An integrated modeling solution for BPMN, DMN and Forms based on bpmn.io.

https://camunda.com/products/modeler

MIT License

1.51k stars 484 forks source link

Support mTLS in C8 deployment and start process #4692

Open barmac opened 1 week ago

barmac commented 1 week ago

What should we do?

[ ] Migrate to camunda-8-js-sdk (draft https://github.com/camunda/camunda-modeler/pull/4233)
[ ] Support mTLS configuration in C8 self-managed (oAuth)

Why should we do it?

Product hub epic: https://github.com/camunda/product-hub/issues/2451

barmac commented 1 week ago

It is unclear to me right now whether we want to support it via UI (file selector instead of secret input), or via configuration. The first one sounds more reasonable though, as the certificate is a way to authenticate to a certain endpoint.

nikku commented 1 week ago

I see two options as viable:

You specify a set of client certificates via flags (command line) and these will be used
We have an improved deploy mechanism in place, where connections can be properly maintained. On that dialog you're able to specify the client certificate to use for a particular connection.

barmac commented 1 week ago

For better clarity, below is how it could work in the UI (unstyled):

This is missing an option to decide whether to use a secret or a certificate.

nikku commented 1 week ago

Yep, there you go. This blows up in our users faces. I propose we take this as an action item to make connections configurable outside of the deploy dialog.

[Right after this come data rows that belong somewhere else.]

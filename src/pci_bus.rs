// Copyright 2019 Intel Corporation. All Rights Reserved.
// SPDX-License-Identifier: Apache-2.0

//! The PCI bus controller: latched configuration address, slot
//! registry, registration queue and the Configuration Mechanism #1 port
//! protocol.
//!
//! Configuration address layout, as latched through [`PCI_CONFIG_ADDRESS_PORT`]:
//!
//! ```text
//! 31    - set for a PCI access
//! 30-24 - 0
//! 23-16 - bus number            (0x00ff0000)
//! 15-11 - device number (slot)  (0x0000f800)
//! 10- 8 - subfunction number    (0x00000700)
//!  7- 2 - config register #     (0x000000fc)
//! ```
//!
//! Bits 1-0 of the register number come from the data-port offset, not
//! the latch.

use std::sync::{Arc, Mutex};

use byteorder::{ByteOrder, LittleEndian};
use log::{debug, trace, warn};
use vm_memory::GuestAddress;

use crate::device::PciDevice;
use crate::device_manager::{IoDispatcher, PortIoDevice};
use crate::pci_configuration::{self, ConfigSpace};
use crate::{Error, Result};

/// Number of device slots on the bus.
pub const MAX_SLOTS: usize = 32;
/// Number of functions multiplexed at one slot, primary included.
pub const MAX_FUNCTIONS: usize = 8;
/// Capacity of the pre-init registration queue.
pub const MAX_QUEUED_DEVICES: usize = 16;

/// Configuration address port (32-bit).
pub const PCI_CONFIG_ADDRESS_PORT: u16 = 0xcf8;
/// First of the four configuration data ports.
pub const PCI_CONFIG_DATA_PORT: u16 = 0xcfc;

// A data access is live only with the enable bit set and the bus
// number (plus the reserved bits above it) zero.
const CONFIG_GATE_MASK: u32 = 0x80ff_0000;
const CONFIG_GATE_VALUE: u32 = 0x8000_0000;

/// Fixed guest-physical address of the protected-mode entry trampoline,
/// in the BIOS callback region.
const PMODE_ENTRY_ADDRESS: GuestAddress = GuestAddress(0xf1a00);

/// One occupied slot: the primary function plus its subdevice chain.
struct PciSlot {
    primary: Arc<Mutex<dyn PciDevice>>,
    /// Functions 1..=7 in registration order. The primary is function 0
    /// and never appears here.
    subdevices: Vec<Arc<Mutex<dyn PciDevice>>>,
}

impl PciSlot {
    fn function(&self, fctnum: usize) -> Option<&Arc<Mutex<dyn PciDevice>>> {
        if fctnum >= MAX_FUNCTIONS {
            return None;
        }
        if fctnum == 0 {
            Some(&self.primary)
        } else {
            self.subdevices.get(fctnum - 1)
        }
    }
}

/// Bounded FIFO of devices registered before any bus existed.
///
/// The platform integrator owns one of these while bringing the machine
/// up; [`PciBus::with_queued`] drains it in order.
#[derive(Default)]
pub struct RegistrationQueue {
    devices: Vec<Arc<Mutex<dyn PciDevice>>>,
}

impl RegistrationQueue {
    /// Create an empty queue.
    pub fn new() -> Self {
        RegistrationQueue {
            devices: Vec::with_capacity(MAX_QUEUED_DEVICES),
        }
    }

    /// Append a device, preserving arrival order.
    pub fn push(&mut self, dev: Arc<Mutex<dyn PciDevice>>) -> Result<()> {
        if self.devices.len() >= MAX_QUEUED_DEVICES {
            warn!("PCI registration queue full, rejecting device");
            return Err(Error::QueueFull);
        }
        self.devices.push(dev);
        Ok(())
    }

    /// Number of queued devices.
    pub fn len(&self) -> usize {
        self.devices.len()
    }

    /// Whether the queue is empty.
    pub fn is_empty(&self) -> bool {
        self.devices.is_empty()
    }
}

/// The bus controller.
///
/// Owns the address latch, the slot registry and the configuration
/// store. Lifecycle is Uninitialized -> Initialized -> Deinitialized,
/// where deinitialized is indistinguishable from a fresh instance: all
/// port traffic resolves to the all-ones sentinel and the latch is
/// zero.
pub struct PciBus {
    initialized: bool,
    /// Last value written to the address port.
    config_address: u32,
    slots: Vec<Option<PciSlot>>,
    /// Count of occupied primary slots; also the next auto-allocated slot.
    installed: usize,
    cfg_space: ConfigSpace,
    pmode_entry: Option<GuestAddress>,
}

impl Default for PciBus {
    fn default() -> Self {
        Self::new()
    }
}

impl PciBus {
    /// Create an uninitialized bus with an empty registry.
    pub fn new() -> Self {
        let mut slots = Vec::with_capacity(MAX_SLOTS);
        slots.resize_with(MAX_SLOTS, || None);
        PciBus {
            initialized: false,
            config_address: 0,
            slots,
            installed: 0,
            cfg_space: ConfigSpace::new(),
            pmode_entry: None,
        }
    }

    /// Create a bus and immediately flush `queue` into it.
    ///
    /// Queued devices are registered in their original arrival order;
    /// the bus comes out initialized even when the queue was empty.
    pub fn with_queued(queue: RegistrationQueue) -> Result<Self> {
        let mut bus = PciBus::new();
        for dev in queue.devices {
            bus.register_device(dev, None)?;
        }
        bus.initialize();
        Ok(bus)
    }

    /// Whether the bus is between initialize and deinitialize.
    pub fn is_initialized(&self) -> bool {
        self.initialized
    }

    /// Guest-physical address of the protected-mode entry trampoline,
    /// or `None` while the bus is down.
    pub fn pmode_entry_point(&self) -> Option<GuestAddress> {
        self.pmode_entry
    }

    /// Raw peek at a stored configuration byte, bypassing the access
    /// protocol. Identity and header-type synthesis do not apply here.
    pub fn config_byte(&self, slot: usize, function: usize, regnum: u8) -> Option<u8> {
        if slot >= MAX_SLOTS || function >= MAX_FUNCTIONS {
            return None;
        }
        Some(self.cfg_space.block(slot, function)[regnum as usize])
    }

    /// Transition to Initialized: clear the store and the latch, place
    /// the protected-mode trampoline. Port routing is the integrator's
    /// step, see [`pci_bus_init`].
    pub fn initialize(&mut self) {
        if self.initialized {
            return;
        }
        debug!("initializing PCI bus");
        self.cfg_space.clear();
        self.config_address = 0;
        self.pmode_entry = Some(PMODE_ENTRY_ADDRESS);
        self.initialized = true;
    }

    /// Transition back to Uninitialized.
    ///
    /// Drops the registry without destroying device objects (their
    /// owners keep them alive), zeroes the store, the latch and the
    /// counters, and removes the trampoline.
    pub fn deinitialize(&mut self) {
        debug!("deinitializing PCI bus");
        self.initialized = false;
        self.installed = 0;
        self.config_address = 0;
        for slot in self.slots.iter_mut() {
            *slot = None;
        }
        self.cfg_space.clear();
        self.pmode_entry = None;
    }

    /// Register `dev`, auto-allocating the next free slot unless
    /// `slot` pins one. Returns the slot the device ended up in.
    ///
    /// An empty target slot makes the device the slot's primary
    /// (function 0); an occupied one appends it as the next subdevice.
    /// The device's initializer runs against the freshly zeroed block
    /// before the registration is accepted; a `false` return aborts it
    /// with the registry untouched. Registering on an uninitialized bus
    /// initializes it first.
    pub fn register_device(
        &mut self,
        dev: Arc<Mutex<dyn PciDevice>>,
        slot: Option<usize>,
    ) -> Result<usize> {
        if let Some(requested) = slot {
            // specific slot specified, basic check for validity
            if requested >= MAX_SLOTS {
                warn!("PCI slot {} requested, capacity {}", requested, MAX_SLOTS);
                return Err(Error::SlotOutOfRange(requested));
            }
        } else if self.installed >= MAX_SLOTS {
            warn!("no free PCI slot left");
            return Err(Error::BusFull);
        }

        if !self.initialized {
            self.initialize();
        }

        // use next slot unless a specific one was requested
        let slot = slot.unwrap_or(self.installed);
        // main device unless the slot is already occupied
        let subfunction = match self.slots[slot].as_ref() {
            None => 0,
            Some(entry) => {
                if entry.subdevices.len() >= MAX_FUNCTIONS - 1 {
                    warn!("slot {} already carries {} functions", slot, MAX_FUNCTIONS);
                    return Err(Error::TooManyFunctions(slot));
                }
                entry.subdevices.len() + 1
            }
        };

        {
            let mut locked = dev.lock().expect("failed to acquire lock");
            let block = self.cfg_space.block_mut(slot, subfunction);
            if !locked.initialize_registers(block) {
                let name = locked.name();
                warn!("device {:?} rejected register initialization", name);
                return Err(Error::DeviceInitFailed(name));
            }
            debug!(
                "registered PCI device {:?} at slot {} function {}",
                locked.name(),
                slot,
                subfunction
            );
        }

        match self.slots[slot].as_mut() {
            None => {
                self.slots[slot] = Some(PciSlot {
                    primary: dev,
                    subdevices: Vec::with_capacity(MAX_FUNCTIONS - 1),
                });
                self.installed += 1;
            }
            Some(entry) => entry.subdevices.push(dev),
        }

        Ok(slot)
    }

    /// Resolve the latch to a device handle plus its coordinates, or
    /// `None` for every silent-fallback condition of the protocol.
    fn resolve_data_access(&self) -> Option<(Arc<Mutex<dyn PciDevice>>, usize, usize, bool)> {
        if self.config_address & CONFIG_GATE_MASK != CONFIG_GATE_VALUE {
            return None;
        }
        let devnum = ((self.config_address >> 11) & 0x1f) as usize;
        let fctnum = ((self.config_address >> 8) & 0x7) as usize;
        if devnum >= self.installed {
            return None;
        }
        let entry = self.slots[devnum].as_ref()?;
        if fctnum > entry.subdevices.len() {
            return None;
        }
        let dev = entry.function(fctnum)?.clone();
        let multifunction = fctnum == 0 && !entry.subdevices.is_empty();
        Some((dev, devnum, fctnum, multifunction))
    }

    fn config_data_read(&mut self, port: u16, size: usize) -> u32 {
        let (dev, devnum, fctnum, multifunction) = match self.resolve_data_access() {
            Some(resolved) => resolved,
            None => return !0,
        };
        if !matches!(size, 1 | 2 | 4) {
            return !0;
        }
        let regnum = (self.config_address as u8 & 0xfc).wrapping_add((port & 0x03) as u8);
        trace!(
            "read from device {:#x} register {:#x} (function {:#x}); addr {:#x}",
            devnum,
            regnum,
            fctnum,
            self.config_address
        );

        let block = self.cfg_space.block(devnum, fctnum);
        let mut locked = dev.lock().expect("failed to acquire lock");
        let mut bytes = [0u8; 4];
        for (i, byte) in bytes.iter_mut().take(size).enumerate() {
            *byte = pci_configuration::read_register(
                &mut *locked,
                block,
                multifunction,
                regnum.wrapping_add(i as u8),
            );
        }
        match size {
            1 => u32::from(bytes[0]),
            2 => u32::from(LittleEndian::read_u16(&bytes)),
            _ => LittleEndian::read_u32(&bytes),
        }
    }

    fn config_data_write(&mut self, port: u16, value: u32, size: usize) {
        let (dev, devnum, fctnum, _) = match self.resolve_data_access() {
            Some(resolved) => resolved,
            None => return,
        };
        if !matches!(size, 1 | 2 | 4) {
            return;
        }
        let regnum = (self.config_address as u8 & 0xfc).wrapping_add((port & 0x03) as u8);
        trace!(
            "write to device {:#x} register {:#x} (function {:#x}) (:={:#x})",
            devnum,
            regnum,
            fctnum,
            value
        );

        let block = self.cfg_space.block_mut(devnum, fctnum);
        let mut locked = dev.lock().expect("failed to acquire lock");
        let mut bytes = [0u8; 4];
        LittleEndian::write_u32(&mut bytes, value);
        for (i, byte) in bytes.iter().take(size).enumerate() {
            pci_configuration::write_register(
                &mut *locked,
                block,
                regnum.wrapping_add(i as u8),
                *byte,
            );
        }
    }
}

impl PortIoDevice for PciBus {
    fn pio_read(&mut self, port: u16, size: usize) -> u32 {
        if !self.initialized {
            return !0;
        }
        match port {
            PCI_CONFIG_ADDRESS_PORT..=0xcfb => {
                trace!("read PCI address -> {:#x}", self.config_address);
                self.config_address
            }
            PCI_CONFIG_DATA_PORT..=0xcff => self.config_data_read(port, size),
            _ => !0,
        }
    }

    fn pio_write(&mut self, port: u16, value: u32, size: usize) {
        if !self.initialized {
            return;
        }
        match port {
            PCI_CONFIG_ADDRESS_PORT..=0xcfb => {
                trace!("write PCI address := {:#x}", value);
                self.config_address = value;
            }
            PCI_CONFIG_DATA_PORT..=0xcff => self.config_data_write(port, value, size),
            _ => {}
        }
    }
}

/// Route the configuration ports to `bus` and bring it up.
pub fn pci_bus_init(io: &mut IoDispatcher, bus: &Arc<Mutex<PciBus>>) -> Result<()> {
    bus.lock().expect("failed to acquire lock").initialize();
    io.register_pio(PCI_CONFIG_ADDRESS_PORT, 8, bus.clone())
}

/// Take the bus down and release the configuration ports.
pub fn pci_bus_exit(io: &mut IoDispatcher, bus: &Arc<Mutex<PciBus>>) -> Result<()> {
    io.unregister_pio(PCI_CONFIG_ADDRESS_PORT)?;
    bus.lock().expect("failed to acquire lock").deinitialize();
    Ok(())
}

barmac commented 1 week ago

The configurable connections are an ages-old issue: https://github.com/camunda/camunda-modeler/issues/804

barmac commented 1 week ago

@lmbateman Please have a look at this as a potential topic you could help with.

barmac commented 1 week ago

With configurable endpoints, this could look similar to:

The configuration could be then performed in a full-screen component.